A recent article in the Washington Post about the unfortunate “Trash the Dress” trend lets us know that “Brides are breaking out their wedding gowns for a second wear in one of the newest trends to emerge from America’s wedding obsession: the Trash the Dress photo shoot. ” <!–more–>
Trash the Dress really isn’t new — it dates back to 2001, when wedding photographer John Michael Cooper began taking brides to unusual locations like tar pits and abandoned buildings post-wedding, so they could be photographed frolicking in and ultimately destroying their white wedding dresses.

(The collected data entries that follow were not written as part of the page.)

//! # Sale Repository
//!
//! Database operations for sales and their line items.
//!
//! ## Checkout Persistence
//! ```text
//! ┌─────────────────────────────────────────────────────────────────────────┐
//! │                record_sale: ONE transaction                             │
//! │                                                                         │
//! │  BEGIN                                                                  │
//! │    INSERT INTO sales (tanggal, total_harga, uang_bayar, kembalian)      │
//! │    for each line:                                                       │
//! │      INSERT INTO sale_details (sale_id, medicine_id, jumlah, subtotal)  │
//! │      check stock when the policy blocks overselling                     │
//! │      UPDATE medicines SET stok = stok - jumlah                          │
//! │  COMMIT                                                                 │
//! │                                                                         │
//! │  Any failure before COMMIT rolls the whole unit back: no sale row,      │
//! │  no line rows, no stock movement is ever visible on its own.            │
//! └─────────────────────────────────────────────────────────────────────────┘
//! ```

use chrono::Utc;
use sqlx::SqlitePool;
use tracing::debug;

use crate::error::{DbError, DbResult};
use apotek_core::{Sale, SaleDraft, SaleLine, StockPolicy};

/// Repository for sale database operations.
#[derive(Debug, Clone)]
pub struct SaleRepository {
    pool: SqlitePool,
}

impl SaleRepository {
    /// Creates a new SaleRepository.
    pub fn new(pool: SqlitePool) -> Self {
        SaleRepository { pool }
    }

    /// Persists a settled sale draft as one atomic unit.
    ///
    /// ## What This Does
    /// 1. Inserts the sale row (timestamp, total, tendered, change)
    /// 2. Inserts one sale_details row per cart line
    /// 3. Decrements each referenced medicine's stock by the line quantity
    ///
    /// All inside a single transaction. The sale id is taken from
    /// `last_insert_rowid()` on the same connection, inside the same
    /// transaction.
    ///
    /// ## Stock Policy
    /// Under [`StockPolicy::Block`], a line whose quantity exceeds the
    /// medicine's current stock aborts with [`DbError::InsufficientStock`]
    /// and the transaction rolls back. Under [`StockPolicy::Allow`] the
    /// decrement is unconditional and stock may go negative.
    ///
    /// ## Returns
    /// The persisted [`Sale`] with its store-assigned id.
    pub async fn record_sale(&self, draft: &SaleDraft, policy: StockPolicy) -> DbResult<Sale> {
        let now = Utc::now();

        debug!(
            total = %draft.total,
            lines = draft.lines.len(),
            ?policy,
            "Recording sale"
        );

        let mut tx = self.pool.begin().await?;

        let inserted = sqlx::query(
            "INSERT INTO sales (tanggal, total_harga, uang_bayar, kembalian) \
             VALUES (?1, ?2, ?3, ?4)",
        )
        .bind(now)
        .bind(draft.total)
        .bind(draft.tendered)
        .bind(draft.change)
        .execute(&mut *tx)
        .await?;

        let sale_id = inserted.last_insert_rowid();

        for line in &draft.lines {
            sqlx::query(
                "INSERT INTO sale_details (sale_id, medicine_id, jumlah, subtotal) \
                 VALUES (?1, ?2, ?3, ?4)",
            )
            .bind(sale_id)
            .bind(line.medicine_id)
            .bind(line.quantity)
            .bind(line.subtotal)
            .execute(&mut *tx)
            .await?;

            if policy == StockPolicy::Block {
                let row: Option<(String, i64)> =
                    sqlx::query_as("SELECT nama_obat, stok FROM medicines WHERE id = ?1")
                        .bind(line.medicine_id)
                        .fetch_optional(&mut *tx)
                        .await?;

                let (name, stock) = row.ok_or_else(|| {
                    DbError::not_found("Medicine", line.medicine_id.to_string())
                })?;

                if stock < line.quantity {
                    // Dropping the transaction rolls back the sale row and
                    // every line written so far
                    return Err(DbError::InsufficientStock {
                        medicine: name,
                        available: stock,
                        requested: line.quantity,
                    });
                }
            }

            let updated = sqlx::query("UPDATE medicines SET stok = stok - ?2 WHERE id = ?1")
                .bind(line.medicine_id)
                .bind(line.quantity)
                .execute(&mut *tx)
                .await?;

            if updated.rows_affected() == 0 {
                return Err(DbError::not_found("Medicine", line.medicine_id.to_string()));
            }
        }

        tx.commit().await?;

        debug!(sale_id = %sale_id, "Sale recorded");

        Ok(Sale {
            id: sale_id,
            recorded_at: now,
            total: draft.total,
            tendered: draft.tendered,
            change: draft.change,
        })
    }

    /// Gets a sale by ID.
    pub async fn get_by_id(&self, id: i64) -> DbResult<Option<Sale>> {
        let sale = sqlx::query_as::<_, Sale>(
            "SELECT id, tanggal AS recorded_at, total_harga AS total, \
                    uang_bayar AS tendered, kembalian AS change \
             FROM sales WHERE id = ?1",
        )
        .bind(id)
        .fetch_optional(&self.pool)
        .await?;

        Ok(sale)
    }

    /// Lists the most recent sales, newest first (the sale screen's
    /// history pane).
    pub async fn list_recent(&self, limit: u32) -> DbResult<Vec<Sale>> {
        let sales = sqlx::query_as::<_, Sale>(
            "SELECT id, tanggal AS recorded_at, total_harga AS total, \
                    uang_bayar AS tendered, kembalian AS change \
             FROM sales ORDER BY id DESC LIMIT ?1",
        )
        .bind(limit)
        .fetch_all(&self.pool)
        .await?;

        Ok(sales)
    }

    /// Gets all line items for a sale.
    pub async fn lines(&self, sale_id: i64) -> DbResult<Vec<SaleLine>> {
        let lines = sqlx::query_as::<_, SaleLine>(
            "SELECT sale_id, medicine_id, jumlah AS quantity, subtotal \
             FROM sale_details WHERE sale_id = ?1 ORDER BY rowid",
        )
        .bind(sale_id)
        .fetch_all(&self.pool)
        .await?;

        Ok(lines)
    }

    /// Counts sales (for the dashboard).
    pub async fn count(&self) -> DbResult<i64> {
        let count: i64 = sqlx::query_scalar("SELECT COUNT(*) FROM sales")
            .fetch_one(&self.pool)
            .await?;

        Ok(count)
    }
}

// =============================================================================
// Unit Tests
// =============================================================================

#[cfg(test)]
mod tests {
    use crate::error::DbError;
    use crate::pool::{Database, DbConfig};
    use apotek_core::{
        Medicine, Money, NewMedicine, SaleDraft, SaleLineDraft, StockPolicy,
    };

    async fn test_db() -> Database {
        Database::new(DbConfig::in_memory()).await.unwrap()
    }

    async fn seed_medicine(db: &Database, name: &str, price: i64, stock: i64) -> Medicine {
        db.medicines()
            .insert(&NewMedicine {
                name: name.to_string(),
                category: "Analgesik".to_string(),
                unit: "Strip".to_string(),
                stock,
                price: Money::from_rupiah(price),
                status: None,
            })
            .await
            .unwrap()
    }

    fn draft_for(medicine: &Medicine, quantity: i64, tendered: i64) -> SaleDraft {
        let subtotal = medicine.price.multiply_quantity(quantity);
        SaleDraft {
            total: subtotal,
            tendered: Money::from_rupiah(tendered),
            change: Money::from_rupiah(tendered) - subtotal,
            lines: vec![SaleLineDraft {
                medicine_id: medicine.id,
                quantity,
                subtotal,
            }],
        }
    }

    #[tokio::test]
    async fn test_record_sale_persists_everything() {
        let db = test_db().await;
        let medicine = seed_medicine(&db, "Paracetamol 500mg", 10_000, 5).await;

        let sale = db
            .sales()
            .record_sale(&draft_for(&medicine, 1, 10_000), StockPolicy::Block)
            .await
            .unwrap();

        assert!(sale.id > 0);
        assert_eq!(sale.total, Money::from_rupiah(10_000));
        assert!(sale.change.is_zero());

        // The sale row round-trips
        let fetched = db.sales().get_by_id(sale.id).await.unwrap().unwrap();
        assert_eq!(fetched.total, sale.total);
        assert_eq!(fetched.tendered, sale.tendered);
        assert_eq!(fetched.change, sale.change);

        // One line per cart line
        let lines = db.sales().lines(sale.id).await.unwrap();
        assert_eq!(lines.len(), 1);
        assert_eq!(lines[0].medicine_id, medicine.id);
        assert_eq!(lines[0].quantity, 1);
        assert_eq!(lines[0].subtotal, Money::from_rupiah(10_000));

        // Stock decremented by exactly the line quantity
        let after = db.medicines().get_by_id(medicine.id).await.unwrap().unwrap();
        assert_eq!(after.stock, 4);
    }

    #[tokio::test]
    async fn test_record_sale_multiple_lines() {
        let db = test_db().await;
        let a = seed_medicine(&db, "Paracetamol 500mg", 10_000, 5).await;
        let b = seed_medicine(&db, "Vitamin C 500mg", 2_500, 9).await;

        let draft = SaleDraft {
            total: Money::from_rupiah(17_500),
            tendered: Money::from_rupiah(20_000),
            change: Money::from_rupiah(2_500),
            lines: vec![
                SaleLineDraft {
                    medicine_id: a.id,
                    quantity: 1,
                    subtotal: Money::from_rupiah(10_000),
                },
                SaleLineDraft {
                    medicine_id: b.id,
                    quantity: 3,
                    subtotal: Money::from_rupiah(7_500),
                },
            ],
        };

        let sale = db
            .sales()
            .record_sale(&draft, StockPolicy::Block)
            .await
            .unwrap();

        let lines = db.sales().lines(sale.id).await.unwrap();
        assert_eq!(lines.len(), 2);
        let line_sum: Money = lines.iter().map(|l| l.subtotal).sum();
        assert_eq!(line_sum, sale.total);

        assert_eq!(
            db.medicines().get_by_id(a.id).await.unwrap().unwrap().stock,
            4
        );
        assert_eq!(
            db.medicines().get_by_id(b.id).await.unwrap().unwrap().stock,
            6
        );
    }

    #[tokio::test]
    async fn test_block_policy_rolls_back_whole_checkout() {
        let db = test_db().await;
        let a = seed_medicine(&db, "Paracetamol 500mg", 10_000, 5).await;
        let b = seed_medicine(&db, "Amoxicillin 500mg", 15_000, 1).await;

        let draft = SaleDraft {
            total: Money::from_rupiah(55_000),
            tendered: Money::from_rupiah(60_000),
            change: Money::from_rupiah(5_000),
            lines: vec![
                SaleLineDraft {
                    medicine_id: a.id,
                    quantity: 1,
                    subtotal: Money::from_rupiah(10_000),
                },
                // Second line oversells: only 1 in stock
                SaleLineDraft {
                    medicine_id: b.id,
                    quantity: 3,
                    subtotal: Money::from_rupiah(45_000),
                },
            ],
        };

        let err = db
            .sales()
            .record_sale(&draft, StockPolicy::Block)
            .await
            .unwrap_err();
        assert!(matches!(
            err,
            DbError::InsufficientStock {
                available: 1,
                requested: 3,
                ..
            }
        ));

        // Nothing is visible: no sale, no lines, stock untouched (including
        // the first line that had already been written before the failure)
        assert_eq!(db.sales().count().await.unwrap(), 0);
        assert_eq!(
            db.medicines().get_by_id(a.id).await.unwrap().unwrap().stock,
            5
        );
        assert_eq!(
            db.medicines().get_by_id(b.id).await.unwrap().unwrap().stock,
            1
        );
    }

    #[tokio::test]
    async fn test_allow_policy_permits_oversell() {
        let db = test_db().await;
        let medicine = seed_medicine(&db, "Paracetamol 500mg", 10_000, 1).await;

        db.sales()
            .record_sale(&draft_for(&medicine, 3, 30_000), StockPolicy::Allow)
            .await
            .unwrap();

        let after = db.medicines().get_by_id(medicine.id).await.unwrap().unwrap();
        assert_eq!(after.stock, -2);
    }

    #[tokio::test]
    async fn test_unknown_medicine_rolls_back() {
        let db = test_db().await;

        let draft = SaleDraft {
            total: Money::from_rupiah(10_000),
            tendered: Money::from_rupiah(10_000),
            change: Money::zero(),
            lines: vec![SaleLineDraft {
                medicine_id: 424242,
                quantity: 1,
                subtotal: Money::from_rupiah(10_000),
            }],
        };

        assert!(db
            .sales()
            .record_sale(&draft, StockPolicy::Block)
            .await
            .is_err());
        assert_eq!(db.sales().count().await.unwrap(), 0);
    }

    #[tokio::test]
    async fn test_list_recent_newest_first() {
        let db = test_db().await;
        let medicine = seed_medicine(&db, "Paracetamol 500mg", 10_000, 50).await;

        for _ in 0..3 {
            db.sales()
                .record_sale(&draft_for(&medicine, 1, 10_000), StockPolicy::Block)
                .await
                .unwrap();
        }

        let recent = db.sales().list_recent(2).await.unwrap();
        assert_eq!(recent.len(), 2);
        assert!(recent[0].id > recent[1].id);
    }
}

Artistically, this concept works. The juxtaposition of a wedding gown against a gritty, dirty background makes for a striking image. But “trashing” a lovely, perfectly wearable garment is just plain obnoxious and wasteful. It’s as if these couples are saying “We’re so bloated with wealth that we can wreck things that we just bought! And get someone to photograph us looking hip and glamorous while we do it!” Didn’t statements of wasteful decadence like this go out of style with the Hummer?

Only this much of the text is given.